Un cambio en la estructura tributaria
En una entrevista con el diario 'Financial Review', el antiguo director ejecutivo de Microsoft señaló que será necesario 'trasladar' parte de la carga tributaria del trabajo al capital tecnológico. Esto implica que las compañías que utilicen IA o robots para reemplazar a sus trabajadores deberían pagar impuestos más altos para compensar la pérdida de ingresos fiscales por salarios y contribuciones laborales.
El impacto en el empleo y las finanzas públicas
Gates explicó que, si bien la automatización puede aumentar la productividad, también genera costos sociales y fiscales. La propuesta busca que las empresas que se beneficien de la tecnología contribuyan de manera más equitativa al sostenimiento del sistema de seguridad social y los servicios públicos, especialmente en un contexto donde muchas carreras tradicionales están siendo desplazadas.
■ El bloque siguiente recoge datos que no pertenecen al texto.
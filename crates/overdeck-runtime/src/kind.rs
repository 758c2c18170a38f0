#![forbid(unsafe_code)]

//! Instance API for one registered overlay kind.
//!
//! [`OverlayKind::open`] mints an id, lets the caller build content that can
//! already reference its own [`Handle`], and only then appends the item to the
//! kind's store. Handles keep an id and a non-owning store reference; every
//! action reads the store fresh, so a handle never acts on a stale snapshot.

use std::fmt;
use std::rc::Rc;

use overdeck_core::{
    ItemProps, KindState, OverlayId, OverlayItem, Visibility, next_overlay_id, transitions,
};

use crate::reactive::{Store, WeakStore};

/// Application-facing entry point for a kind, e.g. `toast` or `modal`.
pub struct OverlayKind<C> {
    name: Rc<str>,
    store: Store<KindState<C>>,
}

impl<C> Clone for OverlayKind<C> {
    fn clone(&self) -> Self {
        Self {
            name: Rc::clone(&self.name),
            store: self.store.clone(),
        }
    }
}

impl<C: fmt::Debug> fmt::Debug for OverlayKind<C> {
    fn fmt(&self, f: &mut fmt::Formatter<'_>) -> fmt::Result {
        f.debug_struct("OverlayKind")
            .field("name", &self.name)
            .field("store", &self.store)
            .finish()
    }
}

impl<C: Clone + 'static> OverlayKind<C> {
    pub(crate) fn new(name: Rc<str>, initial: KindState<C>) -> Self {
        Self {
            name,
            store: Store::new(initial),
        }
    }

    #[must_use]
    pub fn name(&self) -> &str {
        &self.name
    }

    /// The backing store. Mutate items through handles, not through this.
    #[must_use]
    pub fn store(&self) -> &Store<KindState<C>> {
        &self.store
    }

    /// Open a new overlay instance.
    ///
    /// `content` runs to completion before the item is published, so the item
    /// never renders without working actions. Calling actions on the handle
    /// from inside `content` is a stale no-op: the item does not exist yet.
    pub fn open(&self, content: impl FnOnce(&Handle<C>) -> C) -> Handle<C> {
        self.open_with_props(ItemProps::new(), content)
    }

    /// Open a new overlay instance carrying per-item props.
    pub fn open_with_props(
        &self,
        props: ItemProps,
        content: impl FnOnce(&Handle<C>) -> C,
    ) -> Handle<C> {
        let id = next_overlay_id();
        let handle = Handle {
            id,
            kind: Rc::clone(&self.name),
            store: self.store.downgrade(),
        };
        let item = OverlayItem::new(id, content(&handle)).with_props(props);

        tracing::debug!(message = "overlay.open", kind = &*self.name, id = id.get());
        self.store.set(move |state| transitions::append(state, item));
        handle
    }

    /// Remove the item with `id`, if it is still open.
    pub fn close(&self, id: OverlayId) {
        close_in(&self.name, &self.store, id);
    }

    /// Snapshot of the current items.
    #[must_use]
    pub fn items(&self) -> KindState<C> {
        self.store.get()
    }

    #[must_use]
    pub fn len(&self) -> usize {
        self.store.with(Vec::len)
    }

    #[must_use]
    pub fn is_empty(&self) -> bool {
        self.len() == 0
    }

    #[must_use]
    pub fn contains(&self, id: OverlayId) -> bool {
        self.store.with(|state| transitions::contains(state, id))
    }
}

/// Whether an action on `id` should reach the store.
///
/// While the store is busy the action is queued behind updaters that may not
/// have run yet (an `open` from the same listener, say), so presence cannot be
/// judged now. The transitions treat an absent id as a no-op.
fn accepts<C>(store: &Store<KindState<C>>, id: OverlayId) -> bool {
    store.is_busy() || store.with(|state| transitions::contains(state, id))
}

fn close_in<C: Clone + 'static>(kind: &str, store: &Store<KindState<C>>, id: OverlayId) {
    if !accepts(store, id) {
        tracing::trace!(message = "overlay.stale_handle", kind, id = id.get(), action = "close");
        return;
    }
    tracing::debug!(message = "overlay.close", kind, id = id.get());
    store.set(move |state| transitions::remove(state, id));
}

/// Actions for one overlay instance.
///
/// Every action on an item that no longer exists (already closed, or its
/// registry is gone) is a silent no-op.
pub struct Handle<C> {
    id: OverlayId,
    kind: Rc<str>,
    store: WeakStore<KindState<C>>,
}

impl<C> Clone for Handle<C> {
    fn clone(&self) -> Self {
        Self {
            id: self.id,
            kind: Rc::clone(&self.kind),
            store: self.store.clone(),
        }
    }
}

impl<C> fmt::Debug for Handle<C> {
    fn fmt(&self, f: &mut fmt::Formatter<'_>) -> fmt::Result {
        f.debug_struct("Handle")
            .field("id", &self.id)
            .field("kind", &self.kind)
            .finish_non_exhaustive()
    }
}

impl<C: Clone + 'static> Handle<C> {
    #[must_use]
    pub fn id(&self) -> OverlayId {
        self.id
    }

    #[must_use]
    pub fn kind(&self) -> &str {
        &self.kind
    }

    /// Replace the item's content, keeping its props and visibility.
    pub fn update(&self, content: C) {
        if let Some(store) = self.live_store("update") {
            let id = self.id;
            tracing::debug!(message = "overlay.update", kind = &*self.kind, id = id.get());
            store.set(move |state| transitions::replace_content(state, id, content, None));
        }
    }

    /// Replace both content and props.
    pub fn update_with_props(&self, content: C, props: ItemProps) {
        if let Some(store) = self.live_store("update") {
            let id = self.id;
            tracing::debug!(message = "overlay.update", kind = &*self.kind, id = id.get());
            store.set(move |state| transitions::replace_content(state, id, content, Some(props)));
        }
    }

    /// Remove the item. Idempotent.
    pub fn close(&self) {
        match self.store.upgrade() {
            Some(store) => close_in(&self.kind, &store, self.id),
            None => self.log_stale("close"),
        }
    }

    pub fn hide(&self) {
        self.set_visibility(Visibility::Hidden);
    }

    pub fn show(&self) {
        self.set_visibility(Visibility::Shown);
    }

    /// Whether the item is still in its kind's state.
    #[must_use]
    pub fn is_open(&self) -> bool {
        self.store
            .upgrade()
            .is_some_and(|store| store.with(|state| transitions::contains(state, self.id)))
    }

    #[must_use]
    pub fn visibility(&self) -> Option<Visibility> {
        self.find(|item| item.visibility)
    }

    #[must_use]
    pub fn content(&self) -> Option<C> {
        self.find(|item| item.content.clone())
    }

    fn set_visibility(&self, visibility: Visibility) {
        if let Some(store) = self.live_store(visibility.as_str()) {
            let id = self.id;
            tracing::debug!(
                message = "overlay.visibility",
                kind = &*self.kind,
                id = id.get(),
                visibility = visibility.as_str()
            );
            store.set(move |state| transitions::set_visibility(state, id, visibility));
        }
    }

    fn find<R>(&self, f: impl FnOnce(&OverlayItem<C>) -> R) -> Option<R> {
        let store = self.store.upgrade()?;
        store.with(|state| state.iter().find(|item| item.id == self.id).map(f))
    }

    fn live_store(&self, action: &'static str) -> Option<Store<KindState<C>>> {
        let store = self.store.upgrade();
        match store {
            Some(store) if accepts(&store, self.id) => Some(store),
            _ => {
                self.log_stale(action);
                None
            }
        }
    }

    fn log_stale(&self, action: &'static str) {
        tracing::trace!(
            message = "overlay.stale_handle",
            kind = &*self.kind,
            id = self.id.get(),
            action
        );
    }
}

#[cfg(test)]
mod tests {
    use super::*;

    fn toasts() -> OverlayKind<String> {
        OverlayKind::new(Rc::from("toast"), Vec::new())
    }

    fn contents(kind: &OverlayKind<String>) -> Vec<String> {
        kind.items().into_iter().map(|item| item.content).collect()
    }

    #[test]
    fn open_then_close() {
        let kind = toasts();
        let handle = kind.open(|_| "hi".to_string());
        assert!(!handle.id().to_string().is_empty());

        let items = kind.items();
        assert_eq!(items.len(), 1);
        assert_eq!(items[0].id, handle.id());
        assert_eq!(items[0].content, "hi");
        assert_eq!(items[0].visibility, Visibility::Shown);

        handle.close();
        assert!(kind.is_empty());
    }

    #[test]
    fn content_factory_sees_final_id() {
        let kind = toasts();
        let handle = kind.open(|h| format!("toast #{}", h.id()));
        assert_eq!(handle.content(), Some(format!("toast #{}", handle.id())));
    }

    #[test]
    fn factory_actions_before_publish_are_noops() {
        let kind = toasts();
        let handle = kind.open(|h| {
            h.close();
            "still here".to_string()
        });
        assert!(handle.is_open());
    }

    #[test]
    fn close_first_of_two_keeps_second() {
        let kind = toasts();
        let a = kind.open(|_| "A".to_string());
        let _b = kind.open(|_| "B".to_string());
        a.close();
        assert_eq!(contents(&kind), ["B"]);
    }

    #[test]
    fn close_is_idempotent() {
        let kind = toasts();
        let a = kind.open(|_| "A".to_string());
        let _b = kind.open(|_| "B".to_string());
        a.close();
        let once = kind.items();
        let version = kind.store().version();
        a.close();
        assert_eq!(kind.items(), once);
        assert_eq!(kind.store().version(), version);
    }

    #[test]
    fn update_after_close_is_noop() {
        let kind = toasts();
        let a = kind.open(|_| "A".to_string());
        let _b = kind.open(|_| "B".to_string());
        a.close();
        let before = kind.items();
        a.update("late".to_string());
        a.hide();
        assert_eq!(kind.items(), before);
        assert_eq!(a.content(), None);
        assert_eq!(a.visibility(), None);
    }

    #[test]
    fn update_replaces_in_place() {
        let kind = toasts();
        let _a = kind.open(|_| "A".to_string());
        let b = kind.open(|_| "B".to_string());
        let _c = kind.open(|_| "C".to_string());
        b.update("B2".to_string());
        assert_eq!(contents(&kind), ["A", "B2", "C"]);
    }

    #[test]
    fn update_with_props_replaces_props() {
        let kind = toasts();
        let mut props = ItemProps::new();
        props.insert("accent".into(), "green".into());
        let a = kind.open_with_props(props, |_| "A".to_string());
        assert_eq!(kind.items()[0].props.get("accent").map(String::as_str), Some("green"));

        let mut next = ItemProps::new();
        next.insert("accent".into(), "red".into());
        a.update_with_props("A2".to_string(), next);
        let item = &kind.items()[0];
        assert_eq!(item.content, "A2");
        assert_eq!(item.props.get("accent").map(String::as_str), Some("red"));
    }

    #[test]
    fn hide_then_show_round_trips_visibility() {
        let kind = toasts();
        let a = kind.open(|_| "A".to_string());
        a.hide();
        assert_eq!(a.visibility(), Some(Visibility::Hidden));
        assert!(a.is_open());
        a.show();
        assert_eq!(a.visibility(), Some(Visibility::Shown));
        assert_eq!(a.content(), Some("A".to_string()));
    }

    #[test]
    fn kind_level_close_by_id() {
        let kind = toasts();
        let a = kind.open(|_| "A".to_string());
        kind.close(a.id());
        assert!(!a.is_open());
        kind.close(a.id());
        assert!(kind.is_empty());
    }

    #[test]
    fn handle_outliving_kind_is_inert() {
        let kind = toasts();
        let a = kind.open(|_| "A".to_string());
        drop(kind);
        assert!(!a.is_open());
        a.close();
        a.update("x".to_string());
        a.show();
    }

    #[test]
    fn actions_on_handle_opened_inside_listener_apply_in_order() {
        let kind = toasts();
        let inner = kind.clone();
        let fired = Rc::new(std::cell::Cell::new(false));
        let seen: Rc<std::cell::RefCell<Option<Handle<String>>>> = Rc::default();
        let (fired2, seen2) = (Rc::clone(&fired), Rc::clone(&seen));
        let _sub = kind.store().subscribe(move |_: &KindState<String>| {
            if fired2.replace(true) {
                return;
            }
            let b = inner.open(|_| "B".to_string());
            b.update("B2".to_string());
            *seen2.borrow_mut() = Some(b.clone());
            b.close();
        });

        kind.open(|_| "A".to_string());
        assert_eq!(contents(&kind), ["A"]);
        let b = seen.borrow().clone().expect("listener ran");
        assert!(!b.is_open());
    }

    #[test]
    fn update_queued_inside_listener_lands_on_new_item() {
        let kind = toasts();
        let inner = kind.clone();
        let fired = Rc::new(std::cell::Cell::new(false));
        let fired2 = Rc::clone(&fired);
        let _sub = kind.store().subscribe(move |_: &KindState<String>| {
            if !fired2.replace(true) {
                inner.open(|_| "B".to_string()).update("B2".to_string());
            }
        });

        kind.open(|_| "A".to_string());
        assert_eq!(contents(&kind), ["A", "B2"]);
    }

    #[test]
    fn debug_shows_name_and_store() {
        let kind = toasts();
        kind.open(|_| "A".to_string());
        let rendered = format!("{kind:?}");
        assert!(rendered.contains("toast"));
        assert!(rendered.contains("subscriber_count"));
    }

    #[test]
    fn listener_closing_another_handle_is_applied() {
        let kind = toasts();
        let a = kind.open(|_| "A".to_string());
        let a2 = a.clone();
        let _sub = kind.store().subscribe(move |state: &KindState<String>| {
            if state.len() > 1 {
                a2.close();
            }
        });
        let _b = kind.open(|_| "B".to_string());
        assert_eq!(contents(&kind), ["B"]);
    }
}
El uso de la IA o de robots para soportar la carga financiera y laboral del país tendría impuestos. Es necesario cambiar la estructura tributaria para que el capital tecnológico asuma su parte.
Reacciones y perspectivas
La declaración de Bill Gates ha generado debate en el ámbito empresarial y político. Mientras algunos sectores consideran la medida como una forma justa de redistribuir los beneficios de la automatización, otros advierten que podría desincentivar la inversión en innovación. Por ahora, la propuesta queda en el plano de la discusión, pero pone sobre la mesa un desafío clave para las economías del futuro.